How a Friend’s Strength Taught Me to Cope With ALS

“It’s hard to make predictions … especially about the future.” Yogi Berra

Gamblers and non-gaming speculators fervently seek out “sure things.” In the absence of that, both groups attempt to identify situations where probability weighs heavily in their favor. Some may conspire to unscrupulously influence the odds in their favor by employing techniques like stacking the deck, loading the dice, accessing inside information, or bribing officials.

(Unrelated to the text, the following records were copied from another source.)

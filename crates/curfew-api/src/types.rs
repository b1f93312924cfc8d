//! Shared types for the curfewd enforcement engine

use chrono::{DateTime, Local};
use curfew_util::{SessionId, UserName};
use serde::{Deserialize, Serialize};
use std::fmt;
use std::time::Duration;

/// Which ledger(s) a deployment enforces
#[derive(Debug, Clone, Copy, PartialEq, Eq, Default, Serialize, Deserialize)]
#[serde(rename_all = "snake_case")]
pub enum EnforcementScope {
    /// Continuous active-session duration
    Session,
    /// Accumulated active time for the current calendar day
    #[default]
    Daily,
    /// Either ledger can breach
    Both,
}

impl EnforcementScope {
    pub fn enforces_session(&self) -> bool {
        matches!(self, EnforcementScope::Session | EnforcementScope::Both)
    }

    pub fn enforces_daily(&self) -> bool {
        matches!(self, EnforcementScope::Daily | EnforcementScope::Both)
    }
}

/// What the lock cooldown window suppresses
#[derive(Debug, Clone, Copy, PartialEq, Eq, Default, Serialize, Deserialize)]
#[serde(rename_all = "snake_case")]
pub enum CooldownMode {
    /// A breach inside the window neither locks nor hard-tightens
    #[default]
    SuppressRelock,
    /// Every breach locks; the window only gates the hard tighten
    AlwaysRelock,
}

/// Source of a budget tightening
#[derive(Debug, Clone, Copy, PartialEq, Eq, Hash, Serialize, Deserialize)]
#[serde(rename_all = "snake_case")]
pub enum TightenKind {
    /// Auxiliary condition observed while active
    Soft,
    /// A breach led to a lock
    Hard,
}

impl fmt::Display for TightenKind {
    fn fmt(&self, f: &mut fmt::Formatter<'_>) -> fmt::Result {
        match self {
            TightenKind::Soft => write!(f, "soft"),
            TightenKind::Hard => write!(f, "hard"),
        }
    }
}

/// Ledger whose limit was reached
#[derive(Debug, Clone, Copy, PartialEq, Eq, Hash, Serialize, Deserialize)]
#[serde(rename_all = "snake_case")]
pub enum BreachKind {
    Session,
    Daily,
}

impl fmt::Display for BreachKind {
    fn fmt(&self, f: &mut fmt::Formatter<'_>) -> fmt::Result {
        match self {
            BreachKind::Session => write!(f, "session"),
            BreachKind::Daily => write!(f, "daily"),
        }
    }
}

/// Result of a best-effort lock attempt
#[derive(Debug, Clone, PartialEq, Eq, Serialize, Deserialize)]
#[serde(tag = "outcome", rename_all = "snake_case")]
pub enum LockOutcome {
    /// Primary mechanism succeeded
    Primary,
    /// Primary failed, fallback succeeded
    Fallback { primary_error: String },
    /// Both mechanisms failed (or no fallback was configured)
    Failed {
        primary_error: String,
        fallback_error: Option<String>,
    },
}

impl LockOutcome {
    pub fn is_locked(&self) -> bool {
        !matches!(self, LockOutcome::Failed { .. })
    }
}

/// Why a session ended
#[derive(Debug, Clone, Copy, PartialEq, Eq, Serialize, Deserialize)]
#[serde(rename_all = "snake_case")]
pub enum SessionEndReason {
    /// The activity probe reported the user inactive
    Inactive,
    /// The session was reset after a lock
    Locked,
    /// The daemon is shutting down
    DaemonShutdown,
}

/// Enforced limit for one ledger
#[derive(Debug, Clone, PartialEq, Eq, Serialize, Deserialize)]
pub struct LimitStatus {
    pub kind: BreachKind,
    pub current: Duration,
    pub baseline: Duration,
    pub used: Duration,
    pub tightened: bool,
}

impl LimitStatus {
    pub fn remaining(&self) -> Duration {
        self.current.saturating_sub(self.used)
    }
}

/// Point-in-time view of the enforcement state
#[derive(Debug, Clone, Serialize, Deserialize)]
pub struct StatusSnapshot {
    pub version: u32,
    pub timestamp: DateTime<Local>,
    pub user: UserName,
    pub session_id: Option<SessionId>,
    pub session_active: bool,
    pub session_duration: Duration,
    /// Today's total; `None` when the date could not be determined
    pub daily_total: Option<Duration>,
    pub limits: Vec<LimitStatus>,
}

impl StatusSnapshot {
    pub fn limit(&self, kind: BreachKind) -> Option<&LimitStatus> {
        self.limits.iter().find(|l| l.kind == kind)
    }
}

Risk-averse folks likewise gravitate toward certainty. Almost universally, humankind will opt for a guiding light versus complete darkness.

ALS offers only one given. Death. Outside of that, it renders you completely blind. About 90 percent of those afflicted never see the locomotive hurtling toward them. Given that the cause and risk factors remain unknowns, pre-emptive preventive action is not a possibility.

Even those aware of the potential peril — the familiarly predisposed — never know, until after the fact, whether they will be heredity’s victim. The diagnosis is just an educated guess. There is no definitive test, only a battery of examinations to exclude all other explanations for the symptoms. In the absence of an assignable cause, ALS is assumed to be the culprit.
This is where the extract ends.